The United States has invested significant political and fiscal resources in the fortification of Mexico’s southern border. But encouraging increased apprehension and deportation of children at Mexico’s southern border may come at a significant cost to children’s rights. International law requires that countries receiving migrants, like Mexico, meaningfully inform them of their right to seek asylum and provide access to procedures to determine whether they merit asylum or other forms of international protection. Although Mexico’s laws, policies and constitutional provisions are meant to guarantee these protections, HRI found that they are failing to do so in practice. 

“On paper, Mexico has an immigration and refugee legal framework that is very thorough, protective, and human rights-oriented,” said Law Center student Andres Echevarria, LL.M.’15, a co-author of the report. “In practice, though, we found that the immigration system currently in place in Mexico operates more like a child-deportation machine.”

The report calls for the Mexican government to end the prolonged detention of migrant children and implement uniform procedures for evaluating and informing all children of their asylum rights. The report also appeals to the U.S. government to stop encouraging Mexico and other Central American countries to interdict migrants merely in order to prevent them from reaching U.S. territory, and to provide funding to Mexico for identifying and providing protection to all migrants who merit it.

“International law does not require countries to have worked out an answer to every challenge posed by caring for large numbers of migrant children,” said Georgetown Law student and report co-author Lindsey Keiser, L’16, “but countries in the region must do more to ensure that the fundamental human rights of migrant children are protected.”
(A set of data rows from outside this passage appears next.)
pub mod client;
pub mod error;
pub mod http;
pub mod ports;

pub use client::{DEFAULT_POLL_INTERVAL, DEFAULT_POLL_TIMEOUT, JobClient, PollPolicy};
pub use error::{AnalysisError, AnalysisErrorKind};
pub use http::HttpAnalysisBackend;
pub use ports::AnalysisBackend;
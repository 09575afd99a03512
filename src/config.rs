use std::{
    fs,
    path::{Path, PathBuf},
    time::Duration,
};

use anyhow::{Context, Result, anyhow};
use jsonschema::{JSONSchema, ValidationError};
use serde::{Deserialize, Serialize};
use serde_json::Value;

use crate::{
    graph::{DEFAULT_COMPACT_BREAKPOINT_PX, LayoutProfile},
    job::PollPolicy,
};

pub const DEFAULT_CONFIG_FILE: &str = "pin.jsonc";
pub const API_URL_ENV: &str = "PIN_API_URL";

const SCHEMA_FILE: &str = "pin.schema.json";
const BUNDLED_SCHEMA: &str = include_str!("../pin.schema.json");

#[derive(Debug, Clone, Default, Serialize, Deserialize)]
pub struct Config {
    #[serde(default)]
    pub api: ApiConfig,
    #[serde(default)]
    pub polling: PollingConfig,
    #[serde(default)]
    pub enrichment: EnrichmentConfig,
    #[serde(default)]
    pub layout: LayoutConfig,
    #[serde(default)]
    pub logging: LoggingConfig,
}

fn default_api_base_url() -> String {
    "http://localhost:8000".to_string()
}

fn default_submit_timeout_ms() -> u64 {
    300_000
}

fn default_stock_timeout_ms() -> u64 {
    10_000
}

fn default_poll_interval_ms() -> u64 {
    3_000
}

fn default_poll_timeout_ms() -> u64 {
    300_000
}

fn default_enabled_true() -> bool {
    true
}

fn default_enrichment_delay_ms() -> u64 {
    500
}

fn default_viewport_width_px() -> u32 {
    1280
}

fn default_compact_breakpoint_px() -> u32 {
    DEFAULT_COMPACT_BREAKPOINT_PX
}

fn default_logging_dir() -> PathBuf {
    PathBuf::from("./logs/pin")
}

fn default_logging_filter() -> String {
    "info".to_string()
}

fn default_logging_rotation() -> LoggingRotation {
    LoggingRotation::Daily
}

fn default_logging_retention_days() -> usize {
    14
}

#[derive(Debug, Clone, Serialize, Deserialize)]
pub struct ApiConfig {
    #[serde(default = "default_api_base_url")]
    pub base_url: String,
    #[serde(default = "default_submit_timeout_ms")]
    pub submit_timeout_ms: u64,
    #[serde(default = "default_stock_timeout_ms")]
    pub stock_timeout_ms: u64,
}

impl Default for ApiConfig {
    fn default() -> Self {
        Self {
            base_url: default_api_base_url(),
            submit_timeout_ms: default_submit_timeout_ms(),
            stock_timeout_ms: default_stock_timeout_ms(),
        }
    }
}

impl ApiConfig {
    pub fn submit_timeout(&self) -> Duration {
        Duration::from_millis(self.submit_timeout_ms)
    }

    pub fn stock_timeout(&self) -> Duration {
        Duration::from_millis(self.stock_timeout_ms)
    }
}

#[derive(Debug, Clone, Serialize, Deserialize)]
pub struct PollingConfig {
    #[serde(default = "default_poll_interval_ms")]
    pub interval_ms: u64,
    #[serde(default = "default_poll_timeout_ms")]
    pub timeout_ms: u64,
}

impl Default for PollingConfig {
    fn default() -> Self {
        Self {
            interval_ms: default_poll_interval_ms(),
            timeout_ms: default_poll_timeout_ms(),
        }
    }
}

impl PollingConfig {
    pub fn policy(&self) -> PollPolicy {
        PollPolicy {
            interval: Duration::from_millis(self.interval_ms),
            timeout: Duration::from_millis(self.timeout_ms),
        }
    }
}

#[derive(Debug, Clone, Serialize, Deserialize)]
pub struct EnrichmentConfig {
    #[serde(default = "default_enabled_true")]
    pub enabled: bool,
    #[serde(default = "default_enrichment_delay_ms")]
    pub delay_ms: u64,
}

impl Default for EnrichmentConfig {
    fn default() -> Self {
        Self {
            enabled: true,
            delay_ms: default_enrichment_delay_ms(),
        }
    }
}

impl EnrichmentConfig {
    pub fn delay(&self) -> Duration {
        Duration::from_millis(self.delay_ms)
    }
}

#[derive(Debug, Clone, Serialize, Deserialize)]
pub struct LayoutConfig {
    #[serde(default = "default_viewport_width_px")]
    pub viewport_width_px: u32,
    #[serde(default = "default_compact_breakpoint_px")]
    pub compact_breakpoint_px: u32,
}

impl Default for LayoutConfig {
    fn default() -> Self {
        Self {
            viewport_width_px: default_viewport_width_px(),
            compact_breakpoint_px: default_compact_breakpoint_px(),
        }
    }
}

impl LayoutConfig {
    pub fn profile(&self) -> LayoutProfile {
        LayoutProfile::for_viewport(self.viewport_width_px, self.compact_breakpoint_px)
    }
}

#[derive(Debug, Clone, Serialize, Deserialize, PartialEq, Eq)]
#[serde(rename_all = "kebab-case")]
pub enum LoggingRotation {
    Daily,
    Hourly,
}

#[derive(Debug, Clone, Serialize, Deserialize)]
pub struct LoggingConfig {
    #[serde(default = "default_logging_dir")]
    pub dir: PathBuf,
    #[serde(default = "default_logging_filter")]
    pub filter: String,
    #[serde(default = "default_logging_rotation")]
    pub rotation: LoggingRotation,
    #[serde(default = "default_logging_retention_days")]
    pub retention_days: usize,
    #[serde(default = "default_enabled_true")]
    pub stderr_warn_enabled: bool,
}

impl Default for LoggingConfig {
    fn default() -> Self {
        Self {
            dir: default_logging_dir(),
            filter: default_logging_filter(),
            rotation: default_logging_rotation(),
            retention_days: default_logging_retention_days(),
            stderr_warn_enabled: true,
        }
    }
}

impl Config {
    pub fn load(config_path: &Path) -> Result<Self> {
        let config_content = fs::read_to_string(config_path)
            .with_context(|| format!("failed to read {}", config_path.display()))?;
        let config_value: Value = json5::from_str(&config_content)
            .with_context(|| format!("failed to parse {}", config_path.display()))?;

        let config_base = config_path.parent().unwrap_or_else(|| Path::new("."));
        let schema = load_schema(config_base, &config_value)?;
        validate_against_schema(&config_value, &schema)?;

        let mut config: Config =
            serde_json::from_value(config_value).context("failed to deserialize pin config")?;
        if config.logging.dir.is_relative() {
            config.logging.dir = config_base.join(&config.logging.dir);
        }

        Ok(config)
    }

    /// Loads `explicit` when given. Otherwise reads `pin.jsonc` from the working
    /// directory, falling back to built-in defaults when that file is absent.
    pub fn resolve(explicit: Option<&Path>) -> Result<Self> {
        match explicit {
            Some(path) => Self::load(path),
            None => {
                let default_path = Path::new(DEFAULT_CONFIG_FILE);
                if default_path.exists() {
                    Self::load(default_path)
                } else {
                    Ok(Self::default())
                }
            }
        }
    }

    /// Applies environment overrides and returns the variables that took effect.
    pub fn apply_env_overrides<F>(&mut self, lookup: F) -> Vec<&'static str>
    where
        F: Fn(&str) -> Option<String>,
    {
        let mut applied = Vec::new();
        if let Some(base_url) = lookup(API_URL_ENV).filter(|value| !value.trim().is_empty()) {
            tracing::debug!(target: "config", base_url = %base_url.trim(), "api_base_url_overridden");
            self.api.base_url = base_url.trim().to_string();
            applied.push(API_URL_ENV);
        }
        applied
    }
}

fn load_schema(config_base: &Path, config_value: &Value) -> Result<Value> {
    let schema_content = match resolve_schema_path(config_base, config_value) {
        Some(schema_path) => fs::read_to_string(&schema_path)
            .with_context(|| format!("failed to read schema {}", schema_path.display()))?,
        None => BUNDLED_SCHEMA.to_string(),
    };
    serde_json::from_str(&schema_content).context("failed to parse config schema")
}

fn resolve_schema_path(config_base: &Path, config_value: &Value) -> Option<PathBuf> {
    if let Some(path_text) = config_value.get("$schema").and_then(|value| value.as_str()) {
        let configured = PathBuf::from(path_text);
        if configured.is_absolute() {
            return Some(configured);
        }
        return Some(config_base.join(&configured));
    }

    let local_default = config_base.join(SCHEMA_FILE);
    local_default.exists().then_some(local_default)
}

fn validate_against_schema(config_value: &Value, schema: &Value) -> Result<()> {
    let compiled =
        JSONSchema::compile(schema).map_err(|e| anyhow!("failed to compile schema: {e}"))?;

    match compiled.validate(config_value) {
        Ok(()) => Ok(()),
        Err(errors_iter) => {
            let validation_errors: Vec<ValidationError> = errors_iter.collect();
            let messages: Vec<String> = validation_errors
                .into_iter()
                .map(|error| error.to_string())
                .collect();
            Err(anyhow!("config validation failed: {}", messages.join("; ")))
        }
    }
}
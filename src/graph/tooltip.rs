use serde::{Deserialize, Serialize};

use crate::{
    graph::model::{GraphNode, NodeDetail},
    report::PriceDirection,
    stock::{StockBoard, StockLookup},
};

pub const LOOKUP_FAILED_SENTINEL: &str = "조회 실패";
pub const QUOTE_UNAVAILABLE_TEXT: &str = "주가 정보를 불러올 수 없습니다";
pub const LOADING_TEXT: &str = "로딩 중...";
pub const UNTITLED_EVIDENCE: &str = "제목 없음";
pub const MISSING_TEXT: &str = "N/A";

#[derive(Debug, Clone, Copy)]
pub enum StockState<'a> {
    Loading,
    Ready(&'a StockBoard),
}

#[derive(Debug, Clone, PartialEq, Eq, Serialize, Deserialize)]
pub struct EvidenceItem {
    pub title: String,
    pub url: Option<String>,
}

#[derive(Debug, Clone, PartialEq, Eq, Serialize, Deserialize)]
#[serde(tag = "state", rename_all = "snake_case")]
pub enum QuoteView {
    Unavailable,
    Failed {
        reason: String,
    },
    Priced {
        price: String,
        direction: PriceDirection,
        change: Option<String>,
        change_percent: String,
    },
}

#[derive(Debug, Clone, PartialEq, Eq, Serialize, Deserialize)]
pub struct CompanyQuote {
    pub company: String,
    pub quote: QuoteView,
}

#[derive(Debug, Clone, PartialEq, Eq, Serialize, Deserialize)]
#[serde(tag = "kind", rename_all = "snake_case")]
pub enum TooltipBody {
    Input,
    Policy {
        policy: String,
        evidence: Vec<EvidenceItem>,
    },
    Sector {
        sector: String,
        impact: String,
    },
    EnterpriseLoading,
    Enterprise {
        quotes: Vec<CompanyQuote>,
    },
}

#[derive(Debug, Clone, PartialEq, Eq, Serialize, Deserialize)]
pub struct Tooltip {
    pub title: String,
    pub body: TooltipBody,
}

impl Tooltip {
    pub fn for_node(node: &GraphNode, stocks: StockState<'_>) -> Self {
        let title = or_missing(&node.label);
        let body = match &node.detail {
            NodeDetail::Input => TooltipBody::Input,
            NodeDetail::Policy { policy, evidence } => TooltipBody::Policy {
                policy: or_missing(policy),
                evidence: evidence
                    .iter()
                    .map(|item| EvidenceItem {
                        title: if item.source_title.trim().is_empty() {
                            UNTITLED_EVIDENCE.to_string()
                        } else {
                            item.source_title.clone()
                        },
                        url: Some(item.url.trim())
                            .filter(|url| !url.is_empty())
                            .map(str::to_string),
                    })
                    .collect(),
            },
            NodeDetail::Sector {
                sector,
                impact_description,
            } => TooltipBody::Sector {
                sector: or_missing(sector),
                impact: or_missing(impact_description),
            },
            NodeDetail::Enterprise { .. } => match stocks {
                StockState::Loading => TooltipBody::EnterpriseLoading,
                StockState::Ready(board) => TooltipBody::Enterprise {
                    quotes: node
                        .companies()
                        .into_iter()
                        .map(|company| CompanyQuote {
                            company: company.to_string(),
                            quote: quote_view(board.get(company)),
                        })
                        .collect(),
                },
            },
        };

        Self { title, body }
    }

    /// Plain-text rendering, one entry per line.
    pub fn lines(&self) -> Vec<String> {
        let mut lines = vec![self.title.clone()];
        match &self.body {
            TooltipBody::Input => {}
            TooltipBody::Policy { policy, evidence } => {
                lines.push(format!("관련 정책: {policy}"));
                if !evidence.is_empty() {
                    lines.push("관련 근거".to_string());
                    for item in evidence {
                        lines.push(format!("  - {}", item.title));
                        if let Some(url) = &item.url {
                            lines.push(format!("    {url}"));
                        }
                    }
                }
            }
            TooltipBody::Sector { sector, impact } => {
                lines.push(format!("산업 분야: {sector}"));
                lines.push(format!("영향 분석: {impact}"));
            }
            TooltipBody::EnterpriseLoading => {
                lines.push("주가 정보".to_string());
                lines.push(LOADING_TEXT.to_string());
            }
            TooltipBody::Enterprise { quotes } => {
                lines.push("주가 정보".to_string());
                for entry in quotes {
                    lines.push(format!("  {}", entry.company));
                    lines.push(format!("    {}", describe_quote(&entry.quote)));
                }
            }
        }
        lines
    }
}

pub fn truncate_label(text: &str, max_chars: usize) -> String {
    if text.is_empty() {
        return MISSING_TEXT.to_string();
    }
    if text.chars().count() <= max_chars {
        return text.to_string();
    }
    let head: String = text.chars().take(max_chars).collect();
    format!("{head}...")
}

fn quote_view(lookup: Option<&StockLookup>) -> QuoteView {
    match lookup {
        None => QuoteView::Unavailable,
        Some(StockLookup::Failed { reason }) => QuoteView::Failed {
            reason: reason.clone(),
        },
        Some(StockLookup::Quote(quote)) => QuoteView::Priced {
            price: if quote.price.is_empty() {
                MISSING_TEXT.to_string()
            } else {
                quote.price.clone()
            },
            direction: quote.direction,
            change: Some(quote.change.clone()).filter(|change| !change.is_empty()),
            change_percent: quote.change_percent.clone(),
        },
    }
}

fn describe_quote(quote: &QuoteView) -> String {
    match quote {
        QuoteView::Unavailable => QUOTE_UNAVAILABLE_TEXT.to_string(),
        QuoteView::Failed { reason } if reason.is_empty() => LOOKUP_FAILED_SENTINEL.to_string(),
        QuoteView::Failed { reason } => format!("{LOOKUP_FAILED_SENTINEL} ({reason})"),
        QuoteView::Priced {
            price,
            direction,
            change: Some(change),
            change_percent,
        } => format!("{price} {} {change} ({change_percent})", direction.label()),
        QuoteView::Priced {
            price,
            direction,
            change: None,
            ..
        } => format!("{price} {}", direction.label()),
    }
}

fn or_missing(text: &str) -> String {
    if text.trim().is_empty() {
        MISSING_TEXT.to_string()
    } else {
        text.to_string()
    }
}
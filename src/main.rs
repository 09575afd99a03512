use anyhow::Context;
use clap::Parser;
use pin_analyzer::{
    cli::{self, Cli},
    config::Config,
    logging::init_tracing,
};
use tracing::Instrument;

#[tokio::main]
async fn main() -> anyhow::Result<()> {
    let cli = Cli::parse();
    let mut config = match cli.config.as_deref() {
        Some(path) => Config::resolve(Some(path))
            .with_context(|| format!("failed to load config from {}", path.display()))?,
        None => Config::resolve(None).context("failed to load default config")?,
    };

    let logging_guard = init_tracing(&config.logging, cli.command.name())?;
    let run_span = logging_guard.run_span().clone();
    run_span.in_scope(|| config.apply_env_overrides(|key| std::env::var(key).ok()));

    cli::run(cli, config).instrument(run_span).await
}
use pin_analyzer::report::{AnalysisReport, Evidence, InfluenceChain};

pub fn chain(policy: &str, sector: &str, companies: &[&str]) -> InfluenceChain {
    InfluenceChain {
        politician: "이재명".to_string(),
        policy: policy.to_string(),
        industry_or_sector: sector.to_string(),
        impact_description: format!("{sector} 수혜"),
        companies: companies.iter().map(|company| company.to_string()).collect(),
        evidence: vec![Evidence {
            source_title: format!("{policy} 보도"),
            url: "https://news.example.test/1".to_string(),
        }],
    }
}

pub fn report(chains: Vec<InfluenceChain>) -> AnalysisReport {
    AnalysisReport {
        report_title: "정책 영향 분석".to_string(),
        time_range: "2018-2025".to_string(),
        notes: None,
        influence_chains: chains,
    }
}

/// Three chains with 2, 0 and 3 companies.
pub fn uneven_report() -> AnalysisReport {
    report(vec![
        chain("기본소득", "지역화폐", &["코나아이 (052400)", "KG모빌리언스"]),
        chain("", "공공임대", &[]),
        chain(
            "그린뉴딜",
            "2차전지",
            &["LG에너지솔루션", "삼성SDI (006400)", "동신건설 (025950)"],
        ),
    ])
}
Additional information and an electronic copy of the full report are available here

A panel presentation of the report will be held at 10:00 a.m. (GMT -04:00) today as part of the tenth annual Samuel Dash Conference on Human Rights at Georgetown Law. 

The Georgetown Human Rights Institute is the focal point of human rights at Georgetown Law and helps ensure the Law Center’s place as a center of excellence in human rights teaching and training and in producing policy-relevant and influential human rights ideas and research.